The New Cold War? Religious Nationalism Confronts the Secular State (Rating: 3.26 - 3504 votes)Ebooks search download books The New Cold War? Religious Nationalism Confronts the Secular State PDF eBook Online Valerie Rodriquez with format available: PDF,TXT,ePub,PDB,RTF,Audio Books and other formats. With this, You can also read online The New Cold War? Religious Nationalism Confronts the Secular State PDF eBook Online Valerie Rodriquez eBook Online, its simple way to read books for multiple devices. Mark Juergensmeyer full text books
|Title||:||The New Cold War?
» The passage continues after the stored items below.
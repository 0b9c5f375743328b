//! Mira daemon library - exposes modules for integration tests.

pub mod config;
pub mod console;
pub mod device;
pub mod evolution;
pub mod monitor;
pub mod policy;
pub mod responder;
pub mod shutdown;
pub mod voice;
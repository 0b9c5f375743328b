//! Interactive console on stdin.
//!
//! Keeps the daemon conversational while the monitor works in the
//! background. The console is also the second concurrent writer to the
//! memory store; the store serializes its own critical sections, so nothing
//! here needs to coordinate with the monitor.

use std::sync::Arc;
use std::time::Duration;

use anyhow::{Context, Result};
use tokio::io::{AsyncBufReadExt, BufReader};
use tracing::info;

use mira_common::MemoryStore;

use crate::device::{keycode, DeviceChannel};
use crate::responder::Responder;

/// Stock notes app used by the `note` command.
const NOTES_APP: &str = "com.google.android.keep";

/// Where the new-note button sits in the stock layout.
const NEW_NOTE_TAP: (u32, u32) = (100, 100);

const EXIT_COMMANDS: [&str; 3] = ["exit", "quit", "stop"];

fn is_exit(input: &str) -> bool {
    EXIT_COMMANDS.contains(&input.to_lowercase().as_str())
}

pub struct Console<R: Responder> {
    device: Arc<dyn DeviceChannel>,
    store: Arc<MemoryStore>,
    responder: R,
}

impl<R: Responder> Console<R> {
    pub fn new(device: Arc<dyn DeviceChannel>, store: Arc<MemoryStore>, responder: R) -> Self {
        Self {
            device,
            store,
            responder,
        }
    }

    /// Read commands until an exit command, end of input, or Ctrl-C.
    pub async fn run(self) -> Result<()> {
        println!("Mira is listening. Commands: open <package>, note <text>, search <query>, exit.");
        println!("Anything else is answered directly.");
        let mut lines = BufReader::new(tokio::io::stdin()).lines();
        loop {
            tokio::select! {
                _ = tokio::signal::ctrl_c() => {
                    info!("interrupt received");
                    break;
                }
                line = lines.next_line() => {
                    let Some(line) = line.context("read console input")? else {
                        info!("console input closed");
                        break;
                    };
                    let input = line.trim();
                    if input.is_empty() {
                        continue;
                    }
                    if is_exit(input) {
                        println!("Goodbye.");
                        break;
                    }
                    self.handle(input).await;
                }
            }
        }
        Ok(())
    }

    async fn handle(&self, input: &str) {
        if let Some(package) = input.strip_prefix("open ") {
            let package = package.trim();
            println!("Opening {package} on the device.");
            self.device.open_app(package).await;
            return;
        }
        if let Some(text) = input.strip_prefix("note ") {
            self.take_note(text.trim()).await;
            return;
        }
        if let Some(query) = input.strip_prefix("search ") {
            self.search(query.trim());
            return;
        }
        let context = self.store.context();
        let reply = self.responder.generate_reply(input, &context).await;
        println!("mira: {reply}");
        self.store.add_conversation(input, &reply);
    }

    /// Jot a note into the notes app on the device.
    async fn take_note(&self, text: &str) {
        self.device.open_app(NOTES_APP).await;
        tokio::time::sleep(Duration::from_secs(1)).await;
        self.device.tap(NEW_NOTE_TAP.0, NEW_NOTE_TAP.1).await;
        tokio::time::sleep(Duration::from_millis(500)).await;
        self.device.type_text(text).await;
        self.device.key_event(keycode::BACK).await;
        println!("Saved a note ({} chars).", text.chars().count());
    }

    fn search(&self, query: &str) {
        let hits = self.store.search_conversations(query);
        if hits.is_empty() {
            println!("Nothing remembered about \"{query}\".");
            return;
        }
        println!("{} remembered exchange(s):", hits.len());
        for hit in hits.iter().rev().take(5) {
            println!("  [{}] you: {}", hit.timestamp.format("%Y-%m-%d %H:%M"), hit.user);
            println!("           mira: {}", hit.assistant);
        }
    }
}

#[cfg(test)]
mod tests {
    use super::*;

    #[test]
    fn exit_commands_are_case_insensitive() {
        assert!(is_exit("exit"));
        assert!(is_exit("QUIT"));
        assert!(is_exit("Stop"));
        assert!(!is_exit("exit now"));
        assert!(!is_exit("hello"));
    }
}
//! Parsers for raw `dumpsys` output.
//!
//! These are line-oriented and deliberately forgiving: device dumps vary by
//! Android release and lines we do not recognize are skipped, never fatal.

pub mod notifications;
pub mod power;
Religious Nationalism Confronts the Secular State|
|Publisher||:||University of California Press|
|Number of Pages||:||292|
PDF, EPUB, MOBI, TXT, DOC The New Cold War? Religious Nationalism Confronts the Secular State Will the religious confrontations with secular authorities around the world lead to a new Cold War Mark Juergensmeyer paints a provocative picture of the new religious revolutionaries altering the political landscape in the Middle East South Asia Central Asia and Eastern Europe Impassioned Muslim leaders in Egypt Palestine and Algeria political rabbis in Israel militant Sikhs in India and triumphant Catholic clergy in Eastern Europe are all players in Juergensmeyer s study of the explosive growth of religious movements that decisively reject Western ideas of secular nationalism .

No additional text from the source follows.